According to a spokesperson for the Seychelles Financial Services Authority (FSA), it received the judgment. The FSA also said the KuCoin-linked applicant Mek Global Ltd’s VASP licence was rejected and it was required to cease Seychelles-related business. A legal expert noted the decision was ex parte and “first instance only,” with potential limits outside Seychelles.
Rabl says he has not received payment and is preparing further Seychelles enforcement actions. KuCoin did not respond to requests for comment. Traders should watch for heightened scrutiny of exchange custody/asset segregation rules after this KuCoin $2M award case, which could affect sentiment around delisted or suspended tokens in the short term.
Bearish
The case centers on a Seychelles Supreme Court order against KuCoin-linked entities and an asserted unpaid “KuCoin $2M award.” This increases perceived counterparty and custody risk for traders holding tokens on exchanges, especially delisted or suspended assets. In the short term, negative headlines can pressure sentiment toward similar venues or assets with unclear exit paths. In the longer term, if enforcement actions expand or appeals fail, the precedent-like reasoning about segregation and customer property rights can tighten industry behavior (more conservative listings/withdrawal processes), but it can also trigger liquidity shifts away from borderline tokens.

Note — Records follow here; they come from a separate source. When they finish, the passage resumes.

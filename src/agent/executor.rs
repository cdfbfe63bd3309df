//! LLM-backed stage executor
//!
//! Runs one stage as a chat with the model: a system prompt built from the
//! stage's agent role, a task message with the rendered description and the
//! upstream artifacts, then a tool loop until the model answers without tool
//! calls.

use crate::config::JobScoutConfig;
use crate::llm::{CompletionRequest, CompletionResponse, LlmProvider, Message, ToolCall};
use crate::pipeline::executor::{StageError, StageExecutor, StageRequest};
use crate::pipeline::record::{DiscoveryArtifact, ExtractedRecord};
use crate::pipeline::stage::{AgentRole, StageKind};
use crate::tools::{ToolDescription, ToolSystem};
use async_trait::async_trait;
use std::collections::HashMap;
use std::sync::Arc;
use tracing::{debug, info, warn, Instrument};

/// Model settings shared by every stage
#[derive(Debug, Clone, PartialEq)]
pub struct AgentSettings {
    pub model: String,
    pub temperature: Option<f32>,
    pub max_tokens: Option<u32>,
    pub max_iterations: usize,
}

impl AgentSettings {
    pub fn from_config(config: &JobScoutConfig) -> Self {
        Self {
            model: config.llm.model.clone(),
            temperature: config.llm.temperature,
            max_tokens: config.llm.max_tokens,
            max_iterations: config.pipeline.max_tool_iterations,
        }
    }
}

impl Default for AgentSettings {
    fn default() -> Self {
        Self::from_config(&JobScoutConfig::default())
    }
}

pub struct AgentExecutor {
    llm: Arc<dyn LlmProvider>,
    tools: Arc<ToolSystem>,
    settings: AgentSettings,
}

impl AgentExecutor {
    pub fn new(llm: Arc<dyn LlmProvider>, tools: Arc<ToolSystem>, settings: AgentSettings) -> Self {
        Self {
            llm,
            tools,
            settings,
        }
    }

    /// System prompt for an agent role, stamped with the current date
    fn build_system_prompt(agent: &AgentRole, goal: &str, now: chrono::DateTime<chrono::Utc>) -> String {
        format!(
            "You are {}. {}\nYour personal goal is: {}\n\nCurrent date and time: {} UTC",
            agent.role,
            agent.backstory,
            goal,
            now.format("%Y-%m-%d %H:%M:%S")
        )
    }

    /// Output format instructions for a stage (pure function)
    fn output_instructions(kind: StageKind) -> String {
        let schema = match kind {
            StageKind::Discovery => DiscoveryArtifact::json_schema(),
            StageKind::Extraction | StageKind::Validation => serde_json::json!({
                "type": "array",
                "items": ExtractedRecord::json_schema()
            }),
        };
        format!(
            "Reply with JSON only, no commentary. The reply must match this JSON Schema:\n{schema}"
        )
    }

    fn build_initial_messages(request: &StageRequest<'_>) -> Vec<Message> {
        let stage = request.stage;
        let goal = request.criteria.render(&stage.agent.goal);
        let mut messages = vec![Message::system(Self::build_system_prompt(
            &stage.agent,
            &goal,
            chrono::Utc::now(),
        ))];

        messages.push(Message::user(format!(
            "Current task: {}\n\nExpected output: {}\n\n{}",
            request.criteria.render(&stage.description),
            stage.expected_output,
            Self::output_instructions(stage.kind)
        )));

        for (kind, artifact) in request.upstream {
            messages.push(Message::user(format!(
                "Output of the {kind} stage:\n{}",
                serde_json::to_string_pretty(artifact).unwrap_or_else(|_| artifact.to_string())
            )));
        }

        if !request.feedback.is_empty() {
            let notes: Vec<String> = request.feedback.iter().map(|f| format!("- {f}")).collect();
            messages.push(Message::user(format!(
                "A reviewer asked for changes to your previous answer. Redo the task taking this feedback into account:\n{}",
                notes.join("\n")
            )));
        }

        messages
    }

    fn create_completion_request(&self, messages: Vec<Message>, tools: &[ToolDescription]) -> CompletionRequest {
        CompletionRequest {
            messages,
            model: self.settings.model.clone(),
            max_tokens: self.settings.max_tokens,
            temperature: self.settings.temperature,
            tools: if tools.is_empty() {
                None
            } else {
                Some(tools.to_vec())
            },
            metadata: HashMap::new(),
        }
    }

    /// Execute one tool call; failures go back to the model as text
    async fn execute_single_tool_call(&self, tool_call: &ToolCall, allowed: &[ToolDescription]) -> String {
        if !allowed.iter().any(|t| t.name == tool_call.name) {
            warn!(tool = %tool_call.name, "Model called a tool not available to this stage");
            return format!("Tool {} is not available for this task", tool_call.name);
        }

        let span = crate::tool_span!(tool = %tool_call.name, call_id = %tool_call.id);
        async {
            debug!(args = %tool_call.arguments, "Executing tool");
            match self
                .tools
                .execute_tool(&tool_call.name, &tool_call.arguments)
                .await
            {
                Ok(result) => format!("Tool {} returned: {}", tool_call.name, result),
                Err(e) => {
                    warn!(error = %e, "Tool failed");
                    format!("Tool {} failed: {}", tool_call.name, e)
                }
            }
        }
        .instrument(span)
        .await
    }

    async fn execute_tool_calls(&self, tool_calls: &[ToolCall], allowed: &[ToolDescription]) -> Vec<String> {
        let mut results = Vec::with_capacity(tool_calls.len());
        for tool_call in tool_calls {
            results.push(self.execute_single_tool_call(tool_call, allowed).await);
        }
        results
    }

    fn add_assistant_response(messages: &mut Vec<Message>, response: &CompletionResponse) {
        if let Some(content) = response.content.as_deref().filter(|c| !c.trim().is_empty()) {
            messages.push(Message::assistant(content));
        }
    }

    fn add_tool_results(messages: &mut Vec<Message>, tool_results: &[String]) {
        if !tool_results.is_empty() {
            messages.push(Message::user(format!(
                "Tool results:\n{}",
                tool_results.join("\n")
            )));
        }
    }

    fn check_iteration_limit(iteration: usize, max_iterations: usize) -> Result<(), StageError> {
        if iteration > max_iterations {
            return Err(StageError::IterationLimit(max_iterations));
        }
        Ok(())
    }

    fn pending_tool_calls(response: &CompletionResponse) -> Option<&[ToolCall]> {
        response
            .tool_calls
            .as_deref()
            .filter(|calls| !calls.is_empty())
    }
}

#[async_trait]
impl StageExecutor for AgentExecutor {
    async fn execute(&self, request: StageRequest<'_>) -> Result<String, StageError> {
        let tools = self.tools.describe_tools(&request.stage.tool_names())?;
        let mut messages = Self::build_initial_messages(&request);
        let mut iteration = 0;

        loop {
            iteration += 1;
            Self::check_iteration_limit(iteration, self.settings.max_iterations)?;

            let mut completion = self.create_completion_request(messages.clone(), &tools);
            completion
                .metadata
                .insert("run_id".to_string(), request.run_id.to_string());
            completion
                .metadata
                .insert("stage".to_string(), request.stage.kind.to_string());
            debug!(
                model = %completion.model,
                messages = completion.messages.len(),
                tools = tools.len(),
                iteration,
                "Sending completion request"
            );
            let response = self.llm.complete(completion).await?;
            Self::add_assistant_response(&mut messages, &response);

            if let Some(tool_calls) = Self::pending_tool_calls(&response) {
                debug!(iteration, tool_count = tool_calls.len(), "Processing tool calls");
                let results = self.execute_tool_calls(tool_calls, &tools).await;
                Self::add_tool_results(&mut messages, &results);
                continue;
            }

            info!(
                stage = %request.stage.kind,
                iterations = iteration,
                tokens = response.usage.total_tokens,
                "Agent finished"
            );
            return Ok(response.content.unwrap_or_default());
        }
    }
}

#[cfg(test)]
mod tests {
    use super::*;
    use crate::config::CriteriaSection;
    use crate::criteria::SearchCriteria;
    use crate::pipeline::stage::standard_stages;
    use crate::testing::mocks::{MockLlmProvider, MockTool};
    use chrono::TimeZone;
    use serde_json::json;
    use std::num::NonZeroU32;
    use uuid::Uuid;

    fn criteria() -> SearchCriteria {
        SearchCriteria::new(
            &CriteriaSection::default(),
            "New York City",
            NonZeroU32::new(3).unwrap(),
            vec!["Banks".to_string()],
        )
        .unwrap()
    }

    fn settings(max_iterations: usize) -> AgentSettings {
        AgentSettings {
            max_iterations,
            ..Default::default()
        }
    }

    #[test]
    fn test_system_prompt_contains_role_and_date() {
        let stage = &standard_stages()[1];
        let now = chrono::Utc.with_ymd_and_hms(2024, 3, 1, 9, 30, 0).unwrap();
        let prompt = AgentExecutor::build_system_prompt(&stage.agent, &stage.agent.goal, now);

        assert!(prompt.starts_with("You are Information Extractor."));
        assert!(prompt.contains("Your personal goal is: Extract company websites"));
        assert!(prompt.ends_with("2024-03-01 09:30:00 UTC"));
    }

    #[test]
    fn test_initial_messages_render_criteria_upstream_and_feedback() {
        let stages = standard_stages();
        let criteria = criteria();
        let upstream = vec![(StageKind::Discovery, json!({"candidates": []}))];
        let feedback = vec!["only banks".to_string()];
        let request = StageRequest {
            run_id: Uuid::new_v4(),
            stage: &stages[0],
            criteria: &criteria,
            upstream: &upstream,
            feedback: &feedback,
        };

        let messages = AgentExecutor::build_initial_messages(&request);

        assert_eq!(messages.len(), 4);
        assert!(messages[0].content.contains("located in New York City"));
        assert!(messages[1].content.contains("Search for 3 internship, associate opportunities"));
        assert!(messages[1].content.contains("JSON Schema"));
        assert!(messages[2].content.starts_with("Output of the discovery stage"));
        assert!(messages[3].content.contains("- only banks"));
    }

    #[tokio::test]
    async fn test_tool_loop_runs_tools_then_returns_content() {
        let llm = Arc::new(MockLlmProvider::new(vec![
            MockLlmProvider::tool_call_response(vec![("scrape_website", json!({"url": "https://a.com"}))]),
            MockLlmProvider::text_response("[]"),
        ]));
        let tool = Arc::new(MockTool::new("scrape_website", json!({"content": "Apply by May"})));
        let tools = Arc::new(ToolSystem::new().with_tool(tool.clone()));
        let executor = AgentExecutor::new(llm.clone(), tools, settings(5));

        let stages = standard_stages();
        let criteria = criteria();
        let upstream = vec![(StageKind::Discovery, json!({"candidates": []}))];
        let reply = executor
            .execute(StageRequest {
                run_id: Uuid::new_v4(),
                stage: &stages[1],
                criteria: &criteria,
                upstream: &upstream,
                feedback: &[],
            })
            .await
            .unwrap();

        assert_eq!(reply, "[]");
        assert_eq!(tool.calls().await.len(), 1);

        let requests = llm.requests().await;
        assert_eq!(requests.len(), 2);
        assert_eq!(requests[0].tools.as_ref().map(Vec::len), Some(1));
        let last = requests[1].messages.last().unwrap();
        assert!(last.content.starts_with("Tool results:"));
        assert!(last.content.contains("Apply by May"));
    }

    #[tokio::test]
    async fn test_undeclared_tool_is_refused() {
        let llm = Arc::new(MockLlmProvider::new(vec![
            MockLlmProvider::tool_call_response(vec![("web_search", json!({"query": "x"}))]),
            MockLlmProvider::text_response("[]"),
        ]));
        let search = Arc::new(MockTool::new("web_search", json!({"results": []})));
        let scrape = Arc::new(MockTool::new("scrape_website", json!({})));
        let tools = Arc::new(ToolSystem::new().with_tool(search.clone()).with_tool(scrape));
        let executor = AgentExecutor::new(llm.clone(), tools, settings(5));

        let stages = standard_stages();
        let criteria = criteria();
        executor
            .execute(StageRequest {
                run_id: Uuid::new_v4(),
                stage: &stages[1],
                criteria: &criteria,
                upstream: &[],
                feedback: &[],
            })
            .await
            .unwrap();

        assert!(search.calls().await.is_empty());
        let last = llm.requests().await[1].messages.last().unwrap().content.clone();
        assert!(last.contains("not available"));
    }

    #[tokio::test]
    async fn test_iteration_limit_fails_stage() {
        let responses = (0..5)
            .map(|_| MockLlmProvider::tool_call_response(vec![("scrape_website", json!({"url": "https://a.com"}))]))
            .collect();
        let llm = Arc::new(MockLlmProvider::new(responses));
        let tools = Arc::new(ToolSystem::new().with_tool(Arc::new(MockTool::new("scrape_website", json!({})))));
        let executor = AgentExecutor::new(llm, tools, settings(2));

        let stages = standard_stages();
        let criteria = criteria();
        let result = executor
            .execute(StageRequest {
                run_id: Uuid::new_v4(),
                stage: &stages[1],
                criteria: &criteria,
                upstream: &[],
                feedback: &[],
            })
            .await;

        assert!(matches!(result, Err(StageError::IterationLimit(2))));
    }

    #[tokio::test]
    async fn test_missing_stage_tool_is_setup_error() {
        let llm = Arc::new(MockLlmProvider::new(vec![]));
        let executor = AgentExecutor::new(llm, Arc::new(ToolSystem::new()), settings(2));

        let stages = standard_stages();
        let criteria = criteria();
        let result = executor
            .execute(StageRequest {
                run_id: Uuid::new_v4(),
                stage: &stages[0],
                criteria: &criteria,
                upstream: &[],
                feedback: &[],
            })
            .await;

        assert!(matches!(result, Err(StageError::Tool(_))));
    }

    #[tokio::test]
    async fn test_llm_error_propagates() {
        let llm = Arc::new(MockLlmProvider::failing(crate::llm::LlmError::RateLimitExceeded(
            "slow down".to_string(),
        )));
        let executor = AgentExecutor::new(llm, Arc::new(ToolSystem::new()), settings(2));

        let stages = standard_stages();
        let criteria = criteria();
        let result = executor
            .execute(StageRequest {
                run_id: Uuid::new_v4(),
                stage: &stages[2],
                criteria: &criteria,
                upstream: &[],
                feedback: &[],
            })
            .await;

        assert!(matches!(result, Err(StageError::Llm(_))));
    }
}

Historically, disputes where courts challenge exchange handling of customer funds tend to produce temporary risk-off moves, wider spreads on affected tokens, and faster migration toward venues with clearer custody/reserve disclosures. Even though the decision is “first instance only” and ex parte (and thus not necessarily binding elsewhere), the involvement of the Seychelles FSA and the explicit 100% reserve requirement for licensed VASPs raise the probability of compliance-driven changes that traders may price in immediately. Hence, bearish for sentiment and delisted-token risk, though not necessarily a broad market crash driver.